No Impact Man brought Intro 104 to my attention today.  It's a bill that would require electronics manufacturers to provide "end of life management" for their products in New York City.   Ideally, such a bill would encourage the re-design of products so that they contain fewer toxic chemicals and elements that are easier to recycle.  As it is written, computer and other electronics companies will work with the Department of Sanitation to establish programs in NYC to reduce the amount of nasty e-waste ending up in New York's (really Pennsylvania's, Ohio's, and other states') landfills and Newark's incinerator.  As you may or may not know, e-waste is the largest-growing portion of NYC's waste stream, evidenced by the CRT monitors on the sidewalks in nearly every neighborhood.

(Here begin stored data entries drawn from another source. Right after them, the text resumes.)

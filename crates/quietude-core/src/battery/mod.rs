//! Social battery engine.
//!
//! The battery is a bounded [0,100] energy resource mutated from several
//! independent sources: manual activity logging, sleep-quality
//! adjustment, a once-per-day passive overnight recharge, and scheduled
//! calendar events that deplete energy at their start time. Every
//! mutation flows through [`EnergyStore`]; significant transitions land
//! in the [`HistoryRecorder`] series.

mod activity;
mod history;
mod level;
mod recharge;
mod reconcile;
mod sleep;
mod store;

pub use activity::{Activity, ActivityKind, AppliedActivity};
pub use history::{HistoryEntry, HistoryRecorder, RecordTrigger};
pub use level::{BatteryStatus, EnergyLevel, LevelChange};
pub use recharge::{late_night_window, RechargeOutcome, OVERNIGHT_RECHARGE};
pub use reconcile::{ScheduledEventReconciler, TickSummary};
pub use sleep::{SleepQuality, SleepRecord};
pub use store::EnergyStore;
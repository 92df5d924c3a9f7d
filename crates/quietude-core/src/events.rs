//! Engine notifications and the publish/subscribe bus.
//!
//! Every applied mutation produces an [`EngineEvent`]. UI collaborators
//! subscribe through [`EventBus`] and render the summaries however they
//! like (toast, snackbar, stdout); the engine itself never talks to a
//! display.

use std::sync::mpsc::{channel, Receiver, Sender};

use chrono::{DateTime, Utc};
use serde::{Deserialize, Serialize};

use crate::battery::{ActivityKind, EnergyLevel, SleepQuality};

/// A mutation applied by the engine, described for UI collaborators.
///
/// Each variant carries the source, the magnitude, and the resulting
/// level; `summary`/`detail` provide toast-style copy.
#[derive(Debug, Clone, Serialize, Deserialize)]
#[serde(tag = "type")]
pub enum EngineEvent {
    /// Manual level set (the battery slider).
    LevelSet {
        previous: EnergyLevel,
        level: EnergyLevel,
        clamped: bool,
        at: DateTime<Utc>,
    },
    /// A one-off activity was logged.
    ActivityLogged {
        name: String,
        kind: ActivityKind,
        delta: u8,
        level: EnergyLevel,
        clamped: bool,
        duration_minutes: u32,
        at: DateTime<Utc>,
    },
    /// Sleep quality was recorded and the fixed adjustment applied.
    SleepRecorded {
        quality: SleepQuality,
        delta: i8,
        level: EnergyLevel,
        at: DateTime<Utc>,
    },
    /// The once-per-day passive overnight recharge fired.
    OvernightRecharge {
        amount: u8,
        level: EnergyLevel,
        at: DateTime<Utc>,
    },
    /// One reconciler tick consumed due scheduled events.
    EventsConsumed {
        names: Vec<String>,
        total_cost: u32,
        level: EnergyLevel,
        at: DateTime<Utc>,
    },
}

impl EngineEvent {
    /// When the mutation was applied.
    pub fn at(&self) -> DateTime<Utc> {
        match self {
            EngineEvent::LevelSet { at, .. }
            | EngineEvent::ActivityLogged { at, .. }
            | EngineEvent::SleepRecorded { at, .. }
            | EngineEvent::OvernightRecharge { at, .. }
            | EngineEvent::EventsConsumed { at, .. } => *at,
        }
    }

    /// Toast-style headline for this mutation.
    pub fn summary(&self) -> String {
        match self {
            EngineEvent::LevelSet { level, .. } => {
                format!("Battery set to {}%", level.value())
            }
            EngineEvent::ActivityLogged { kind, delta, .. } => match kind {
                ActivityKind::Recharge => format!("Battery recharged by {delta}%"),
                ActivityKind::Depletion => format!("Battery depleted by {delta}%"),
            },
            EngineEvent::SleepRecorded { delta, .. } => {
                if *delta >= 0 {
                    format!("Battery recharged by {delta}%")
                } else {
                    format!("Battery reduced by {}%", delta.unsigned_abs())
                }
            }
            EngineEvent::OvernightRecharge { amount, .. } => {
                format!("Battery recharged by {amount}%")
            }
            EngineEvent::EventsConsumed { names, .. } => {
                if names.len() == 1 {
                    format!("Energy depleted for event: {}", names[0])
                } else {
                    format!("Energy depleted for {} events", names.len())
                }
            }
        }
    }

    /// Toast-style supporting line for this mutation.
    pub fn detail(&self) -> String {
        match self {
            EngineEvent::LevelSet { previous, clamped, .. } => {
                if *clamped {
                    format!("Adjusted from {}% (requested value was clamped)", previous.value())
                } else {
                    format!("Adjusted from {}%", previous.value())
                }
            }
            EngineEvent::ActivityLogged { name, duration_minutes, .. } => {
                format!("{name} ({duration_minutes} min)")
            }
            EngineEvent::SleepRecorded { quality, delta, .. } => {
                if *delta >= 0 {
                    format!("{} sleep has restored your social energy", quality.label())
                } else {
                    format!("{} sleep has depleted your social energy", quality.label())
                }
            }
            EngineEvent::OvernightRecharge { .. } => {
                "Overnight rest has restored your social energy".to_string()
            }
            EngineEvent::EventsConsumed { names, total_cost, .. } => {
                if names.len() == 1 {
                    format!(
                        "Your social battery decreased by {total_cost}% as the scheduled time arrived"
                    )
                } else {
                    format!(
                        "Your social battery decreased by {total_cost}% as the scheduled times arrived"
                    )
                }
            }
        }
    }
}

/// Explicit typed publish/subscribe channel between the engine and its
/// UI collaborators.
///
/// Subscribers receive every event published after they subscribed.
/// Disconnected subscribers are dropped on the next publish.
#[derive(Debug, Default)]
pub struct EventBus {
    senders: Vec<Sender<EngineEvent>>,
}

impl EventBus {
    pub fn new() -> Self {
        Self::default()
    }

    /// Register a new subscriber.
    pub fn subscribe(&mut self) -> Receiver<EngineEvent> {
        let (tx, rx) = channel();
        self.senders.push(tx);
        rx
    }

    /// Deliver an event to every live subscriber.
    pub fn publish(&mut self, event: &EngineEvent) {
        self.senders.retain(|tx| tx.send(event.clone()).is_ok());
    }

    /// Number of live subscribers (as of the last publish).
    pub fn subscriber_count(&self) -> usize {
        self.senders.len()
    }
}
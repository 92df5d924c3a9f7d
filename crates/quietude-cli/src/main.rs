use clap::{CommandFactory, Parser, Subcommand};

mod commands;

#[derive(Parser)]
#[command(name = "quietude-cli", version, about = "Quietude CLI")]
struct Cli {
    #[command(subcommand)]
    command: Commands,
}

#[derive(Subcommand)]
enum Commands {
    /// Battery level and activity logging
    Battery {
        #[command(subcommand)]
        action: commands::battery::BatteryAction,
    },
    /// Sleep quality recording
    Sleep {
        #[command(subcommand)]
        action: commands::sleep::SleepAction,
    },
    /// Scheduled event management
    Event {
        #[command(subcommand)]
        action: commands::event::EventAction,
    },
    /// Battery history
    History {
        #[command(subcommand)]
        action: commands::history::HistoryAction,
    },
    /// Configuration management
    Config {
        #[command(subcommand)]
        action: commands::config::ConfigAction,
    },
    /// Run the overnight check and the reconciler loop, printing
    /// notifications
    Watch {
        /// Seconds between reconciler ticks (defaults to the configured
        /// interval)
        #[arg(long)]
        interval: Option<u64>,
    },
    /// Generate shell completions
    Completions {
        /// Shell to generate completions for
        shell: clap_complete::Shell,
    },
}

fn main() {
    tracing_subscriber::fmt()
        .with_env_filter(tracing_subscriber::EnvFilter::from_default_env())
        .with_writer(std::io::stderr)
        .init();

    let cli = Cli::parse();
    let result = match cli.command {
        Commands::Battery { action } => commands::battery::run(action),
        Commands::Sleep { action } => commands::sleep::run(action),
        Commands::Event { action } => commands::event::run(action),
        Commands::History { action } => commands::history::run(action),
        Commands::Config { action } => commands::config::run(action),
        Commands::Watch { interval } => commands::watch::run(interval),
        Commands::Completions { shell } => {
            clap_complete::generate(
                shell,
                &mut Cli::command(),
                "quietude-cli",
                &mut std::io::stdout(),
            );
            Ok(())
        }
    };

    if let Err(e) = result {
        eprintln!("error: {e}");
        std::process::exit(1);
    }
}

#[cfg(test)]
mod tests {
    use super::*;

    #[test]
    fn cli_definition_is_consistent() {
        Cli::command().debug_assert();
    }
}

Intro 104 seems like excellent legislation until I realize that it means, at least in the short term, that the export of e-waste to developing nations - which is standard and largely unregulated - would increase by a giant factor.  This just makes non-Americans sick and pollutes non-American land, because labor and land "cost less" in other places.  In order to get electronics manufacturers to seriously think about source reduction, the pressure has to come from all sides: legislation like this that speaks for the consumer, taking the burden of recycling off of him/her - as well as legislation that controls cheap overseas dumping and legislation that limits "recycling" (actually downcycling) in favor of developing more sustainable manufacturing methods.  That's a lot of legislation!  Still, the bill appears to represent a start; you can take action in the following ways: 

Read an NYT opinion piece in favor of it.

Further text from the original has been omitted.